*** Source data ***

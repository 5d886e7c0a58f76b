use thiserror::Error;

use crate::shape::Axis;

/// Error type for array operations with unmet preconditions.
///
/// Every operation checks its preconditions before allocating, so an error
/// never comes with a partial result.
#[derive(Clone, Debug, Eq, Error, PartialEq)]
pub enum GridError {
    /// A scalar parameter is zero or fails a divisibility requirement.
    #[error("invalid argument `{name}`: {reason}")]
    InvalidArgument {
        /// Name of the offending parameter.
        name: &'static str,
        /// Description of the violated requirement.
        reason: String,
    },

    /// Two arrays disagree on an extent they are required to share.
    #[error("shape mismatch along {axis}: expected {expected}, found {found}")]
    ShapeMismatch {
        /// First axis on which the arrays disagree.
        axis: Axis,
        /// Extent required by the first operand.
        expected: usize,
        /// Extent of the second operand.
        found: usize,
    },

    /// An origin, extent or index falls outside the array bounds.
    #[error("`{name}` out of range: the bound is {bound} but the value is {value}")]
    IndexOutOfRange {
        /// Name of the offending parameter.
        name: &'static str,
        /// Value passed by the caller.
        value: usize,
        /// Largest value accepted for the parameter.
        bound: usize,
    },

    /// A square-only operation received a non-square array.
    #[error("expected a square matrix, found {width}x{height}")]
    NotSquare {
        /// Width of the array.
        width: usize,
        /// Height of the array.
        height: usize,
    },
}

/// Result type for array operations.
pub type Result<T> = std::result::Result<T, GridError>;

impl GridError {
    pub(crate) fn invalid(name: &'static str, reason: impl Into<String>) -> Self {
        let err = Self::InvalidArgument { name, reason: reason.into() };

        log::debug!("{err}");
        err
    }

    pub(crate) fn mismatch(axis: Axis, expected: usize, found: usize) -> Self {
        let err = Self::ShapeMismatch { axis, expected, found };

        log::debug!("{err}");
        err
    }

    pub(crate) fn out_of_range(name: &'static str, value: usize, bound: usize) -> Self {
        let err = Self::IndexOutOfRange { name, value, bound };

        log::debug!("{err}");
        err
    }
}

/// Checks that an extent is non-zero.
pub(crate) fn check_positive(name: &'static str, value: usize) -> Result<()> {
    if value == 0 {
        Err(GridError::invalid(name, "must be positive"))
    } else {
        Ok(())
    }
}

/// Checks that the half-open region `[origin, origin + extent)` fits into `size`.
pub(crate) fn check_region(
    origin: (&'static str, usize),
    extent: (&'static str, usize),
    size: usize,
) -> Result<()> {
    if origin.1 > size {
        return Err(GridError::out_of_range(origin.0, origin.1, size));
    }

    if extent.1 > size - origin.1 {
        return Err(GridError::out_of_range(extent.0, extent.1, size - origin.1));
    }

    Ok(())
}

/// Checks that `size` is a multiple of a positive group extent.
pub(crate) fn check_group(name: &'static str, group: usize, size: usize) -> Result<()> {
    check_positive(name, group)?;

    if size % group != 0 {
        Err(GridError::invalid(name, format!("{size} is not a multiple of {group}")))
    } else {
        Ok(())
    }
}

*** End of Source data ***

■ Your assignment ■
Check each line of the material for "origin". Copy the ones that have it.

■ Response box ■
    /// An origin, extent or index falls outside the array bounds.
/// Checks that the half-open region `[origin, origin + extent)` fits into `size`.
    origin: (&'static str, usize),
    if origin.1 > size {
        return Err(GridError::out_of_range(origin.0, origin.1, size));
    if extent.1 > size - origin.1 {
        return Err(GridError::out_of_range(extent.0, extent.1, size - origin.1));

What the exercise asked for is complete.